**What you have to do**: Which lines in the data contain the word "seen"? Please copy each of them.

**Recorded data**:
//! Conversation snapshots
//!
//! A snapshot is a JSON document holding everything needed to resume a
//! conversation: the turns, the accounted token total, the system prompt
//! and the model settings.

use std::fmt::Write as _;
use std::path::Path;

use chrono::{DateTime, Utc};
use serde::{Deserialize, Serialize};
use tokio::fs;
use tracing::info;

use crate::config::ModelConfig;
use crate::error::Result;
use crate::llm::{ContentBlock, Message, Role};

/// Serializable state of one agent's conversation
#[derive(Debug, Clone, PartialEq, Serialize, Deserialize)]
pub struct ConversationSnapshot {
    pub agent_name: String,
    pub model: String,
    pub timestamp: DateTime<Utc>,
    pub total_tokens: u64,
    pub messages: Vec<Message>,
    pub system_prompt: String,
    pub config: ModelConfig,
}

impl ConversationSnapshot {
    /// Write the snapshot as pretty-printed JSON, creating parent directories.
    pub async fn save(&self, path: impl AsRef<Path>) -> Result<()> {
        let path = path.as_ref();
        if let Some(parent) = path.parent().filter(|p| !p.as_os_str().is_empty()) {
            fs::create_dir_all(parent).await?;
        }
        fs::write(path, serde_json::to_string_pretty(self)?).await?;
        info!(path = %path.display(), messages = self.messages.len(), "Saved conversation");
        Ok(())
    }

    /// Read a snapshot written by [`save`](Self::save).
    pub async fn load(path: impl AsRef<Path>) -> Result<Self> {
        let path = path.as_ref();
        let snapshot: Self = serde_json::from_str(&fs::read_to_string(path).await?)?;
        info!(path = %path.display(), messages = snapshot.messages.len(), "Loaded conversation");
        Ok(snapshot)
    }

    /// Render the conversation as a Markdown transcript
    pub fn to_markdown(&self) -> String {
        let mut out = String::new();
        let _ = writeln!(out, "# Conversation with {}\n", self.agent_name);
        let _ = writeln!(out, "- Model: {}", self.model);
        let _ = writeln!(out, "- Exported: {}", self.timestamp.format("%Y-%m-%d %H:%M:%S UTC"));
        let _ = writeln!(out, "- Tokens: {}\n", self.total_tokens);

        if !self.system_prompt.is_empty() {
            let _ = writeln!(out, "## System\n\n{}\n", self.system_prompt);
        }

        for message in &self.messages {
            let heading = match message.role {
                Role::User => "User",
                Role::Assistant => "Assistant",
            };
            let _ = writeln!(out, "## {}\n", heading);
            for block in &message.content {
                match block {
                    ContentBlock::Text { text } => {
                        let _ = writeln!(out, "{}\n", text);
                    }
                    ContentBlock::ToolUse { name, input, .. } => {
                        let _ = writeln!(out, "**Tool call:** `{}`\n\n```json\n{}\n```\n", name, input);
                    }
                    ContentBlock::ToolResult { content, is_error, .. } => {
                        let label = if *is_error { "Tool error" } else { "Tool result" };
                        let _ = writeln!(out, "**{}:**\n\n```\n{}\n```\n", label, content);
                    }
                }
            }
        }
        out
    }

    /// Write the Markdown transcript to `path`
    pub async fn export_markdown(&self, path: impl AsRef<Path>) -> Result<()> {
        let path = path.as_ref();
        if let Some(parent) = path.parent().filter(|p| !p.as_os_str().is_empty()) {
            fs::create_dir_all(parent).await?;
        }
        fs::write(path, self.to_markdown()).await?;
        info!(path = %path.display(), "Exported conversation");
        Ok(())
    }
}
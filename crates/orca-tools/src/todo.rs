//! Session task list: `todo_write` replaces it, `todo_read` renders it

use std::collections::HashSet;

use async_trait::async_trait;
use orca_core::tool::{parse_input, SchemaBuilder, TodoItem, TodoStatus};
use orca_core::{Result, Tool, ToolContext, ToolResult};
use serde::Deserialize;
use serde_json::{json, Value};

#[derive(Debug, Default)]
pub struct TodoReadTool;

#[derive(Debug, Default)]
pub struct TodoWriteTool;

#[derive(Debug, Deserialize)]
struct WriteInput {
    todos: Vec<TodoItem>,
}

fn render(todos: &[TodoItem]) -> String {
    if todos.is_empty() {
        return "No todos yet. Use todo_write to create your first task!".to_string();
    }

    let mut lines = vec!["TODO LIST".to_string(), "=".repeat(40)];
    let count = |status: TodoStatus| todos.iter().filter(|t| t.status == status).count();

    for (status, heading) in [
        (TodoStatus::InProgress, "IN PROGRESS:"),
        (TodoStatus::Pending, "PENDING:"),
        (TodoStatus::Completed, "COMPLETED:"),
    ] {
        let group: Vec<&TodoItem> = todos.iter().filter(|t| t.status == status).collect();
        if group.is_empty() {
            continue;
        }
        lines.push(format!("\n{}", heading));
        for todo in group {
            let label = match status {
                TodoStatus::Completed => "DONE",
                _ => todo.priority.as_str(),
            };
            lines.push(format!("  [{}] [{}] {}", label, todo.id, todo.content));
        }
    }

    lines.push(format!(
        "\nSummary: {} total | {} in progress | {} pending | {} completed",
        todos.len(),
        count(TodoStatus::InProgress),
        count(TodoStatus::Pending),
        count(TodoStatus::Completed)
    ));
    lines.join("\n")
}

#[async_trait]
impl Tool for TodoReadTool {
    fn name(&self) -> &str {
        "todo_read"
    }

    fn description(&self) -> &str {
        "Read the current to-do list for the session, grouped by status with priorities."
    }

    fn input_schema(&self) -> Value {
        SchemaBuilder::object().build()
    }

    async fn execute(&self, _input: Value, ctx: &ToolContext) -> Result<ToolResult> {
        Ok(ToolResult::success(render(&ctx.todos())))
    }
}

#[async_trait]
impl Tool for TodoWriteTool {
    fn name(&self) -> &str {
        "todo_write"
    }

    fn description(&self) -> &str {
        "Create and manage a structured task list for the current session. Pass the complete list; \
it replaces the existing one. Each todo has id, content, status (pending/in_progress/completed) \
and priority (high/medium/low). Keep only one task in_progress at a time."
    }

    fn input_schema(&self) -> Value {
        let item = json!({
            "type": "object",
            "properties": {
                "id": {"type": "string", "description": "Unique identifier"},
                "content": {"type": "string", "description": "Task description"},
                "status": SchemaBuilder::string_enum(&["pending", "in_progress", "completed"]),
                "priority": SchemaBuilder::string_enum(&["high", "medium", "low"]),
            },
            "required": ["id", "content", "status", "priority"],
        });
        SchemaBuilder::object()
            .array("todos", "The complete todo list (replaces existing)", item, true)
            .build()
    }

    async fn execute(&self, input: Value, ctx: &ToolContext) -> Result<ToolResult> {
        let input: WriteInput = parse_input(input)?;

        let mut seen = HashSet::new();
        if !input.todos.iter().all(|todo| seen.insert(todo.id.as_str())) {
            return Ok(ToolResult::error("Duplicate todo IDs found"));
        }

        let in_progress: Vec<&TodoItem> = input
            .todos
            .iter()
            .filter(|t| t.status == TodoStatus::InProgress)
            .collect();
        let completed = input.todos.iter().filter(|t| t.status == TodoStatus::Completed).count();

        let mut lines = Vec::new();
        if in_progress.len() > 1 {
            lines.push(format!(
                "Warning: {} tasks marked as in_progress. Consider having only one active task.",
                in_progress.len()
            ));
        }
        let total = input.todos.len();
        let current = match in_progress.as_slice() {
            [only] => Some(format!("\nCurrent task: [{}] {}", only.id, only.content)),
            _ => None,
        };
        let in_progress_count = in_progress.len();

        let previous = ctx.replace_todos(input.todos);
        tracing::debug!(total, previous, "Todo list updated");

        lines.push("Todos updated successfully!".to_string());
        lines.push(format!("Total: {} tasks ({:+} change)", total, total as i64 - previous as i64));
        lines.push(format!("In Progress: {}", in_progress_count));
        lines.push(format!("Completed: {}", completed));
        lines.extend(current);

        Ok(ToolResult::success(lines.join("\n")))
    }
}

**Result below**:
        let mut seen = HashSet::new();
        if !input.todos.iter().all(|todo| seen.insert(todo.id.as_str())) {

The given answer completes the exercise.